La société anonyme (SA) ALLIANZ IARD, assureur de la SCI LA TROISIEME GENERATION, a déclaré intervenir volontairement à l’instance.
À l’appui de sa demande, monsieur [U] [E] expose qu’il est propriétaire d’un immeuble à usage d’habitation, situé [Adresse 6], à RAISMES (59590) et que la SCI LA TROISIEME GENERATION est propriétaire de la parcelle contigüe cadastrée [Cadastre 8], sur laquelle est édifié un immeuble commercial.
Il fait valoir que l’immeuble commercial souffre d’un défaut manifeste d’entretien de la toiture, au point qu’il a constaté des dégradations des conditions d’habitabilité de son propre immeuble, notamment par la présence d’infiltration d’eau, provoquant des traces d’humidité sur les murs mitoyens ; qu’il a mis en demeure la SCI LA TROISIEME GENERATION de prendre en charge les travaux de réparation des dommages qu’il subit, dont il justifie le montant par divers devis ; qu’une expertise amiable a été réalisée mais qu’il n’en a jamais eu les suites.
Il estime qu’au vue de l’échec de sa tentative de résolution amiable du litige, il est justifié qu’il soit fait droit à sa demande d’expertise.
En réponse, la SCI LA TROISIEME GENERATION et la SA ALLIANZ IARD considèrent que monsieur [E] dispose déjà d’éléments suffisants pour saisir éventuellement un juge du fond ; que le coût d’une expertise judiciaire dépasserait de loin le coût des réparations demandés par lui ; et que le temps des opérations d’expertise n’aurait que pour effet d’aggraver les dommages.
Elles font également valoir que l’assureur de la SCI LA TROISIEME GENERATION, la SA ALLIANZ IARD, ne dénie pas sa garantie au titre du présent sinistre, bien qu’elle sollicite la communication du rapport diligenté par l’assureur de monsieur [E] et connaitre le montant de sa prise en charge.
Elles font enfin valoir à l’audience que les travaux de réparation ont été effectués.

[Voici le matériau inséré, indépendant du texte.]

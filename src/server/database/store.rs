use chrono::NaiveDate;
use derive_more::{Display, Error};
use crate::server::kot::allocator::TicketAllocator;
use crate::server::model::identity::StoredCredential;
use crate::server::model::kot::{KotLine, LineScope, NewKotLine};
use crate::server::model::reference::MenuItem;
use crate::server::model::summary::OrderSummary;
use crate::server::model::{LineId, TicketNumber, UserId};

#[derive(Debug, Display, Error)]
pub(crate) enum StoreError {
    #[display("store unavailable: {reason}")]
    Unavailable { reason: String },
    #[display("store is busy")]
    Busy,
    #[display("conflicting concurrent write: {reason}")]
    Conflict { reason: String },
    #[display("store operation timed out")]
    Timeout,
    #[display("store query failed: {reason}")]
    Query { reason: String },
}

/// Everything the ticket workflow needs from persistence.
pub(crate) trait KotStore: Clone + 'static {
    type Transaction: KotTransaction;

    /// Open a submission transaction on a connection held until commit or rollback.
    async fn begin(&self) -> Result<Self::Transaction, StoreError>;

    /// Flag one line as cancelled, returns the number of rows touched.
    async fn cancel_line(&self, id: LineId) -> Result<u64, StoreError>;

    /// Distinct ticket numbers created within `[from, to]`, newest first.
    async fn ticket_numbers_between(&self, from: NaiveDate, to: NaiveDate) -> Result<Vec<TicketNumber>, StoreError>;

    async fn ticket_lines(&self, kot_no: TicketNumber, scope: LineScope) -> Result<Vec<KotLine>, StoreError>;

    async fn latest_ticket_for_user(&self, user_id: UserId) -> Result<Option<TicketNumber>, StoreError>;

    async fn find_credential(&self, username: &str) -> Result<Option<StoredCredential>, StoreError>;

    async fn menu_sections(&self) -> Result<Vec<String>, StoreError>;

    async fn menu_items(&self, section: &str) -> Result<Vec<MenuItem>, StoreError>;

    async fn order_types(&self) -> Result<Vec<String>, StoreError>;

    async fn table_names(&self) -> Result<Vec<String>, StoreError>;
}

/// A unit of work nothing outside can observe until `commit`.
/// Dropping it without committing rolls everything back.
pub(crate) trait KotTransaction: TicketAllocator {
    async fn insert_line(&mut self, line: &NewKotLine<'_>) -> Result<(), StoreError>;

    async fn insert_summary(&mut self, summary: &OrderSummary) -> Result<(), StoreError>;

    async fn commit(self) -> Result<(), StoreError>;

    async fn rollback(self);
}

À l’issue des débats, l’affaire a été mise en délibéré pour être rendue ce jour.
MOTIFS DE LA DÉCISION
Sur l’intervention volontaire de la SA ALLIANZ IARD :
Aux termes de l’article 325 du code de procédure civile, l’intervention n’est recevable que si elle se rattache aux prétentions des parties par un lien suffisant.
En l’espèce, la SA ALLIANZ IARD déclare intervenir volontairement à l’instance en sa qualité d’assureur de la SCI LA TROISIEME GENERATION.

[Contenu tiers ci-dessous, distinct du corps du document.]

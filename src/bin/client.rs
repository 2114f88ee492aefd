use anyhow::Context;
use clap::{Args, Parser, Subcommand};
use reqwest::{Client, Response, StatusCode};
use rust_decimal::Decimal;
use serde::Deserialize;
use serde_json::{json, Value};

/// Staff cli for the kot server
#[derive(Parser, Debug)]
#[command(name = "kot-client")]
#[command(about = "client cli used by restaurant staffs to interact with the kot server", version, long_about = None
)]
struct Cli {
    #[arg(long, default_value = "http://localhost:8080", help = "Base url of the kot server")]
    host: String,
    #[command(subcommand)]
    command: Commands,
}

#[derive(Parser, Debug)]
enum Commands {
    /// check staff credentials
    #[command(arg_required_else_help = true)]
    Login {
        username: String,
        #[arg(short, long)]
        password: String,
    },
    /// ticket related ops
    #[command(arg_required_else_help = true)]
    Kot(KotArgs),
}

#[derive(Debug, Args)]
struct KotArgs {
    #[command(subcommand)]
    command: KotCmds,
}

#[derive(Debug, Subcommand)]
enum KotCmds {
    /// submit an order, items given as CODE:QTY:PRICE
    #[command(arg_required_else_help = true)]
    Submit(SubmitArgs),
    /// cancel one line item
    #[command(arg_required_else_help = true)]
    Cancel {
        #[arg(value_parser = clap::value_parser!(i64).range(1..))]
        line_id: i64,
    },
    /// list ticket numbers created between two dates (YYYY-MM-DD)
    #[command(arg_required_else_help = true)]
    List {
        #[arg(long)]
        from: String,
        #[arg(long)]
        to: String,
    },
    /// every line of a ticket, cancelled ones included
    #[command(arg_required_else_help = true)]
    Show { kot_no: i32 },
    /// printable lines of a ticket, or of the latest ticket of a user
    #[command(arg_required_else_help = true)]
    Print {
        #[arg(long, conflicts_with = "user")]
        kot: Option<i32>,
        #[arg(long)]
        user: Option<i32>,
    },
}

#[derive(Debug, Args)]
struct SubmitArgs {
    #[arg(long)]
    section: String,
    #[arg(long = "type")]
    order_type: String,
    #[arg(long)]
    table: String,
    #[arg(long, value_parser = clap::value_parser!(i32).range(1..))]
    user: i32,
    #[arg(long, value_name = "CODE:QTY:PRICE", num_args = 1.., required = true)]
    items: Vec<String>,
}

#[derive(Debug, Deserialize)]
struct ErrorResponse {
    message: String,
}

fn parse_item(raw: &str) -> anyhow::Result<Value> {
    let parts = raw.split(':').collect::<Vec<_>>();
    let [code, qty, price] = parts.as_slice() else {
        anyhow::bail!("item `{raw}` is not CODE:QTY:PRICE");
    };
    let qty: i32 = qty.parse()?;
    let price: Decimal = price.parse()?;
    let total = price
        .checked_mul(Decimal::from(qty))
        .with_context(|| format!("line total of `{raw}` overflows"))?
        .round_dp(2);
    Ok(json!({
        "code": code,
        "quantity": qty,
        "unitPrice": price,
        "lineTotal": total,
    }))
}

async fn report(res: Response) -> anyhow::Result<()> {
    match res.status() {
        StatusCode::OK => {
            let body = res.json::<Value>().await?;
            println!("{}", serde_json::to_string_pretty(&body)?);
        }
        status => {
            let message = res
                .json::<ErrorResponse>()
                .await
                .map(|e| e.message)
                .unwrap_or_else(|_| "no details".to_string());
            println!("request failed with {}, {}", status, message);
        }
    }
    Ok(())
}

#[tokio::main]
async fn main() -> Result<(), anyhow::Error> {
    let args = Cli::parse();
    let host = args.host.trim_end_matches('/');
    let client = Client::new();

    let res = match args.command {
        Commands::Login { username, password } => {
            client
                .post(format!("{host}/v1/login"))
                .json(&json!({"username": username, "password": password}))
                .send()
                .await?
        }
        Commands::Kot(kot) => match kot.command {
            KotCmds::Submit(submit) => {
                let items = submit
                    .items
                    .iter()
                    .map(|raw| parse_item(raw))
                    .collect::<anyhow::Result<Vec<_>>>()?;
                client
                    .post(format!("{host}/v1/kots"))
                    .json(&json!({
                        "menuSection": submit.section,
                        "orderType": submit.order_type,
                        "tableId": submit.table,
                        "userId": submit.user,
                        "items": items,
                    }))
                    .send()
                    .await?
            }
            KotCmds::Cancel { line_id } => {
                client
                    .put(format!("{host}/v1/kot/cancel"))
                    .json(&json!({"id": line_id}))
                    .send()
                    .await?
            }
            KotCmds::List { from, to } => {
                client
                    .get(format!("{host}/v1/kots"))
                    .query(&[("fromDate", from), ("toDate", to)])
                    .send()
                    .await?
            }
            KotCmds::Show { kot_no } => client.get(format!("{host}/v1/kot/{kot_no}")).send().await?,
            KotCmds::Print { kot: Some(kot_no), .. } => {
                client.get(format!("{host}/v1/kot/{kot_no}/print")).send().await?
            }
            KotCmds::Print { kot: None, user } => {
                client
                    .post(format!("{host}/v1/kot/print"))
                    .json(&json!({"userId": user}))
                    .send()
                    .await?
            }
        },
    };
    report(res).await
}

La qualité de la SA ALLIANZ IARD n’est pas contredite et justifie sa présence à l’instance.
Dès lors, il convient de déclarer recevable l’intervention volontaire de la SA ALLIANZ IARD.
Sur la demande d’expertise :
Aux termes de l’article 145 du code de procédure civile, les mesures d’instruction légalement admissibles peuvent être ordonnées en référé s’il existe un motif légitime d’établir avant tout procès la preuve de faits dont pourrait dépendre la solution d’un litige.
En l’espèce, il ressort des pièces versées aux débats que monsieur [E] est propriétaire d’un immeuble à usage d’habitation, situé [Adresse 6], à RAISMES et que la SCI LA TROISIEME GENERATION est propriétaire de la parcelle contigüe cadastrée [Cadastre 8].
Il en ressort également que monsieur [E] s’est plaint de désordres relatifs à des infiltrations et des traces d’humidité qu’il estime provenir du fond voisin précité ; que, sur demande de l’assureur de la société louant l’immeuble de la SCI LA TROISIEME GENERATION, une expertise amiable, en présence de l’ensemble des parties, a été réalisée le 12 novembre 2024 par Monsieur [K] [R]; que ce dernier a conclu que les désordres invoqués par monsieur [E], à l’exception de ceux concernant son entrée, provenaient soit d’une fuite sur les avancées béton en tête de mur du bâtiment de la SCI LA TROISIEME GENERATION, soit d’une fuite au niveau câble électrique qui traverse le béton du bâtiment.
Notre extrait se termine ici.